─── Supplied data ───
use rand::rngs::StdRng;
use rand::{Rng, SeedableRng};
use tracing::event;

use crate::core::{BotError, Card};
use crate::holdem::{HolePair, OpponentRange, calc_strength, hand_potential};

use super::{
    Action, Bot, GameState, RoundState, TerminalState, aggressive_action, safe_action,
};
use crate::engine::state::{BIG_BLIND, NUM_ROUNDS, SMALL_BLIND};

const MONTE_CARLO_ITERS: u32 = 300;
/// How hard a bet discounts our strength, scaled by its size against the pot.
const SCARY_SCALE: f64 = 0.15;
/// Only raise for value above this adjusted strength.
const AGGRESSION_THRESHOLD: f64 = 0.55;
/// Exhaustive potential over a full candidate set is far too slow for one
/// decision budget, so the candidate set is capped.
const POTENTIAL_MAX_CANDIDATES: usize = 128;

const PREFLOP_RAISE_FRACTION: f64 = 0.2;
const POSTFLOP_RAISE_FRACTION: f64 = 0.3;

/// The aggression exploit needs a sample of this many rounds before it
/// trusts the observed bet rate.
const EXPLOIT_MIN_ROUNDS: u32 = 200;
const EXPLOIT_BET_RATE: f64 = 0.2;
const EXPLOIT_MIN_STRENGTH: f64 = 0.8;

/// Stop playing once the banked lead exceeds this multiple of the blinds
/// still payable; folding every remaining hand locks the win.
const LOCK_MARGIN: f64 = 1.5;

/// Every nth candidate of the sorted range, capped at
/// `POTENTIAL_MAX_CANDIDATES`. Stepping through the whole sorted list
/// keeps the sample spread from the weakest holding to the strongest
/// instead of clustering at one end.
fn potential_candidates(hole: HolePair, board: &[Card]) -> Vec<HolePair> {
    let mut candidates: Vec<HolePair> = OpponentRange::generate(hole, board)
        .candidates()
        .copied()
        .collect();
    candidates.sort();
    if candidates.len() > POTENTIAL_MAX_CANDIDATES {
        let step = candidates.len().div_ceil(POTENTIAL_MAX_CANDIDATES);
        candidates = candidates.into_iter().step_by(step).collect();
    }
    candidates
}

/// The pot odds bot. It plays raw Monte Carlo strength, folds when the
/// price is wrong, and on the flop and turn blends in hand potential so
/// draws are not priced as made hands. Against opponents who bet too
/// often it shoves its strongest late-street hands.
#[derive(Debug)]
pub struct PotentialBot {
    rng: StdRng,
    opp_bets: u32,
    rounds_seen: u32,
}

impl PotentialBot {
    pub fn new() -> Self {
        Self::with_rng(StdRng::from_os_rng())
    }

    pub fn with_rng(rng: StdRng) -> Self {
        Self {
            rng,
            opp_bets: 0,
            rounds_seen: 0,
        }
    }

    fn victory_locked(&self, game: &GameState) -> bool {
        let rounds_left = NUM_ROUNDS.saturating_sub(game.round_num) + 1;
        let blinds_left = f64::from((SMALL_BLIND + BIG_BLIND) * rounds_left);
        game.bankroll as f64 > LOCK_MARGIN * blinds_left
    }

    fn exploit_spot(&self, street: usize, strength: f64) -> bool {
        self.rounds_seen >= EXPLOIT_MIN_ROUNDS
            && f64::from(self.opp_bets) / f64::from(self.rounds_seen) >= EXPLOIT_BET_RATE
            && strength > EXPLOIT_MIN_STRENGTH
            && street >= 4
    }

    fn decide(
        &mut self,
        game: &GameState,
        round: &RoundState,
        seat: usize,
    ) -> Result<Action, BotError> {
        if self.victory_locked(game) {
            event!(
                tracing::Level::DEBUG,
                bankroll = game.bankroll,
                "lead covers the remaining blinds, blinding off"
            );
            return Ok(safe_action(round.legal));
        }

        let hole = round.hole(seat)?;
        let board = &round.board;
        let continue_cost = round.continue_cost(seat);
        let pot_total = round.pot_total();

        let fraction = if round.street < 3 {
            PREFLOP_RAISE_FRACTION
        } else {
            POSTFLOP_RAISE_FRACTION
        };
        let raise_to = round.clamp_raise(
            seat,
            (f64::from(round.pips[seat] + continue_cost)
                + fraction * f64::from(pot_total + continue_cost)) as u32,
        );
        let bold = aggressive_action(round, seat, raise_to);

        let strength = calc_strength(hole, board, MONTE_CARLO_ITERS, &mut self.rng)?;

        if continue_cost > 0 {
            self.opp_bets += 1;

            let scary = f64::from(continue_cost) / f64::from(pot_total) * SCARY_SCALE;
            let adjusted = if matches!(round.street, 3 | 4) {
                let candidates = potential_candidates(hole, board);
                let (pos, neg) = hand_potential(hole, board, candidates)?;
                let effective = strength * (1.0 - neg) + (1.0 - strength) * pos;
                (effective - scary).max(0.0)
            } else {
                (strength - scary).max(0.0)
            };
            let pot_odds =
                f64::from(continue_cost) / f64::from(pot_total + continue_cost);

            event!(
                tracing::Level::DEBUG,
                strength,
                adjusted,
                pot_odds,
                "facing a bet"
            );

            if adjusted >= pot_odds {
                if self.exploit_spot(round.street, strength) {
                    event!(
                        tracing::Level::DEBUG,
                        "opponent bets too often, raising the maximum"
                    );
                    return Ok(aggressive_action(
                        round,
                        seat,
                        round.clamp_raise(seat, round.max_raise),
                    ));
                }
                if adjusted > AGGRESSION_THRESHOLD
                    && self.rng.random_bool(adjusted.clamp(0.0, 1.0))
                {
                    Ok(bold)
                } else {
                    Ok(Action::Call)
                }
            } else {
                Ok(Action::Fold)
            }
        } else if self.rng.random_bool(strength.clamp(0.0, 1.0)) {
            Ok(bold)
        } else {
            Ok(Action::Check)
        }
    }
}

impl Default for PotentialBot {
    fn default() -> Self {
        Self::new()
    }
}

impl Bot for PotentialBot {
    fn new_round(&mut self, _game: &GameState, _round: &RoundState, _seat: usize) {}

    fn round_over(&mut self, _game: &GameState, _terminal: &TerminalState, _seat: usize) {
        self.rounds_seen += 1;
    }

    fn get_action(&mut self, game: &GameState, round: &RoundState, seat: usize) -> Action {
        match self.decide(game, round, seat) {
            Ok(action) if round.legal.allows(action) => action,
            Ok(action) => {
                event!(
                    tracing::Level::WARN,
                    %action,
                    "decided on an illegal action, taking the safe one"
                );
                safe_action(round.legal)
            }
            Err(err) => {
                event!(
                    tracing::Level::WARN,
                    %err,
                    "decision failed, taking the safe action"
                );
                safe_action(round.legal)
            }
        }
    }
}
use crate::core::{BotError, Card};
use crate::holdem::HolePair;

use super::action::LegalActions;

/// Match parameters fixed by the external engine.
pub const NUM_ROUNDS: u32 = 1000;
pub const STARTING_STACK: u32 = 200;
pub const BIG_BLIND: u32 = 2;
pub const SMALL_BLIND: u32 = 1;

/// Match-level state: how the whole session is going.
#[derive(Debug, Clone, Copy, PartialEq)]
#[cfg_attr(feature = "serde", derive(serde::Serialize, serde::Deserialize))]
pub struct GameState {
    /// Chips won or lost since the start of the match.
    pub bankroll: i64,
    /// Wall clock seconds left for the whole match.
    pub game_clock: f64,
    /// The current round, from 1 to [`NUM_ROUNDS`].
    pub round_num: u32,
}

/// One betting turn's worth of state, as handed over by the engine.
///
/// `street` is the number of visible board cards: 0 preflop, 3 on the
/// flop, 4 on the turn, 5 on the river. `hands` holds our own hole pair
/// at our seat; the opponent's entry is `None` until a showdown reveal.
#[derive(Debug, Clone, PartialEq)]
#[cfg_attr(feature = "serde", derive(serde::Serialize, serde::Deserialize))]
pub struct RoundState {
    pub street: usize,
    pub hands: [Option<HolePair>; 2],
    pub board: Vec<Card>,
    /// Chips each player has put in during the current betting round.
    pub pips: [u32; 2],
    pub stacks: [u32; 2],
    pub min_raise: u32,
    pub max_raise: u32,
    pub legal: LegalActions,
}

impl RoundState {
    /// Our hole pair, or an error if the engine didn't deal us in.
    pub fn hole(&self, seat: usize) -> Result<HolePair, BotError> {
        self.hands[seat].ok_or(BotError::MissingHoleCards)
    }

    /// Chips needed to stay in the pot.
    pub fn continue_cost(&self, seat: usize) -> u32 {
        self.pips[1 - seat].saturating_sub(self.pips[seat])
    }

    /// Everything this player has committed across the whole round.
    pub fn contribution(&self, seat: usize) -> u32 {
        STARTING_STACK - self.stacks[seat]
    }

    pub fn pot_total(&self) -> u32 {
        self.contribution(0) + self.contribution(1)
    }

    /// Clamp a desired raise-to amount into the engine's bounds and the
    /// acting player's stack.
    pub fn clamp_raise(&self, seat: usize, amount: u32) -> u32 {
        amount
            .max(self.min_raise)
            .min(self.max_raise)
            .min(self.pips[seat] + self.stacks[seat])
    }
}

/// The end of a round: chip deltas plus the state before payoffs, with
/// the opponent's hand filled in when it was revealed.
#[derive(Debug, Clone, PartialEq)]
#[cfg_attr(feature = "serde", derive(serde::Serialize, serde::Deserialize))]
pub struct TerminalState {
    pub deltas: [i64; 2],
    pub previous: RoundState,
}

#[cfg(test)]
mod tests {
    use super::*;
    use crate::core::cards_from_str;
    use crate::engine::action::ActionKind;

    fn round_state(
        street: usize,
        board: &str,
        pips: [u32; 2],
        stacks: [u32; 2],
        legal: LegalActions,
    ) -> RoundState {
        RoundState {
            street,
            hands: [Some("AsKs".parse().unwrap()), None],
            board: cards_from_str(board).unwrap(),
            pips,
            stacks,
            min_raise: pips[0].max(pips[1]) + BIG_BLIND,
            max_raise: STARTING_STACK,
            legal,
        }
    }

    #[test]
    fn test_continue_cost() {
        let legal = LegalActions::empty().with(ActionKind::Call);
        let rs = round_state(0, "", [2, 10], [198, 190], legal);
        assert_eq!(8, rs.continue_cost(0));
        assert_eq!(0, rs.continue_cost(1));
    }

    #[test]
    fn test_pot_total() {
        let legal = LegalActions::empty();
        let rs = round_state(3, "2c7d9h", [0, 0], [180, 170], legal);
        assert_eq!(20, rs.contribution(0));
        assert_eq!(30, rs.contribution(1));
        assert_eq!(50, rs.pot_total());
    }

    #[test]
    fn test_clamp_raise_bounds() {
        let legal = LegalActions::empty().with(ActionKind::Raise);
        let mut rs = round_state(0, "", [1, 2], [199, 198], legal);
        rs.min_raise = 4;
        rs.max_raise = 200;

        assert_eq!(4, rs.clamp_raise(0, 1));
        assert_eq!(50, rs.clamp_raise(0, 50));
        assert_eq!(200, rs.clamp_raise(0, 500));
    }

    #[test]
    fn test_clamp_raise_respects_stack() {
        let legal = LegalActions::empty().with(ActionKind::Raise);
        let mut rs = round_state(3, "2c7d9h", [10, 10], [40, 150], legal);
        rs.min_raise = 20;
        rs.max_raise = 200;

        // Seat zero only has 40 chips behind on top of a 10 chip pip.
        assert_eq!(50, rs.clamp_raise(0, 120));
        assert_eq!(120, rs.clamp_raise(1, 120));
    }

    #[test]
    fn test_missing_hole_cards() {
        let legal = LegalActions::empty();
        let rs = round_state(0, "", [1, 2], [199, 198], legal);
        assert!(rs.hole(0).is_ok());
        assert!(matches!(rs.hole(1), Err(BotError::MissingHoleCards)));
    }
}
use super::Card;

/// Iterator over every `num_cards`-sized combination of a card slice.
///
/// Used for enumerating candidate hole pairs, remaining board runouts, and
/// the five card sub-hands of a seven card hand.
#[derive(Debug)]
pub struct CardIter {
    /// All the possible cards that can be dealt
    possible_cards: Vec<Card>,

    /// Set of current offsets being used to create card sets.
    idx: Vec<i64>,

    /// Size of card sets requested.
    num_cards: usize,
}

impl CardIter {
    /// `possible_cards` must hold at least `num_cards` cards and
    /// `num_cards` must be non-zero.
    pub fn new(possible_cards: Vec<Card>, num_cards: usize) -> CardIter {
        debug_assert!(num_cards > 0);
        debug_assert!(possible_cards.len() >= num_cards);
        let mut idx: Vec<i64> = (0..(num_cards as i64)).collect();
        idx[num_cards - 1] -= 1;
        CardIter {
            possible_cards,
            idx,
            num_cards,
        }
    }
}

impl Iterator for CardIter {
    type Item = Vec<Card>;

    fn next(&mut self) -> Option<Vec<Card>> {
        // Keep track of where we are mutating
        let mut current_level = self.num_cards - 1;

        while current_level < self.num_cards {
            // Move the current level forward one.
            self.idx[current_level] += 1;

            // Now check if moving this level forward means that
            // we will need more cards to fill out the rest of the
            // combination than there are.
            let cards_needed_after = self.num_cards - (current_level + 1);
            if self.idx[current_level] as usize
                >= (self.possible_cards.len() - cards_needed_after)
            {
                if current_level == 0 {
                    return None;
                }
                current_level -= 1;
            } else {
                // If we aren't at the end then
                if current_level < self.num_cards - 1 {
                    self.idx[current_level + 1] = self.idx[current_level];
                }
                // Move forward one level
                current_level += 1;
            }
        }

        let result_cards: Vec<Card> = self
            .idx
            .iter()
            .map(|i| self.possible_cards[*i as usize])
            .collect();
        Some(result_cards)
    }
}

#[cfg(test)]
mod tests {
    use super::*;
    use crate::core::cards_from_str;

    #[test]
    fn test_iter_one() {
        let cards = cards_from_str("2s").unwrap();
        assert_eq!(1, CardIter::new(cards, 1).count());
    }

    #[test]
    fn test_iter_two() {
        let cards = cards_from_str("2s3s4s").unwrap();

        // Make sure that we get the correct number back.
        assert_eq!(3, CardIter::new(cards.clone(), 2).count());

        // Make sure that everything has two cards and they are different.
        for combo in CardIter::new(cards, 2) {
            assert_eq!(2, combo.len());
            assert!(combo[0] != combo[1]);
        }
    }

    #[test]
    fn test_iter_five_of_seven() {
        let cards = cards_from_str("2s3s4s5s6s7s8s").unwrap();
        // C(7, 5) == 21
        assert_eq!(21, CardIter::new(cards, 5).count());
    }

    #[test]
    fn test_iter_whole_set() {
        let cards = cards_from_str("2s3s4s").unwrap();
        let combos: Vec<Vec<Card>> = CardIter::new(cards.clone(), 3).collect();
        assert_eq!(vec![cards], combos);
    }

    #[test]
    fn test_pairs_from_deck() {
        let deck: Vec<Card> = (0..52u8).map(Card::from).collect();
        // C(52, 2) == 1326
        assert_eq!(1326, CardIter::new(deck, 2).count());
    }
}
───
* _Activity_: Check every line above for the string "lead", and copy the ones that have it.

* _Answer section_:
/// Stop playing once the banked lead exceeds this multiple of the blinds
                "lead covers the remaining blinds, blinding off"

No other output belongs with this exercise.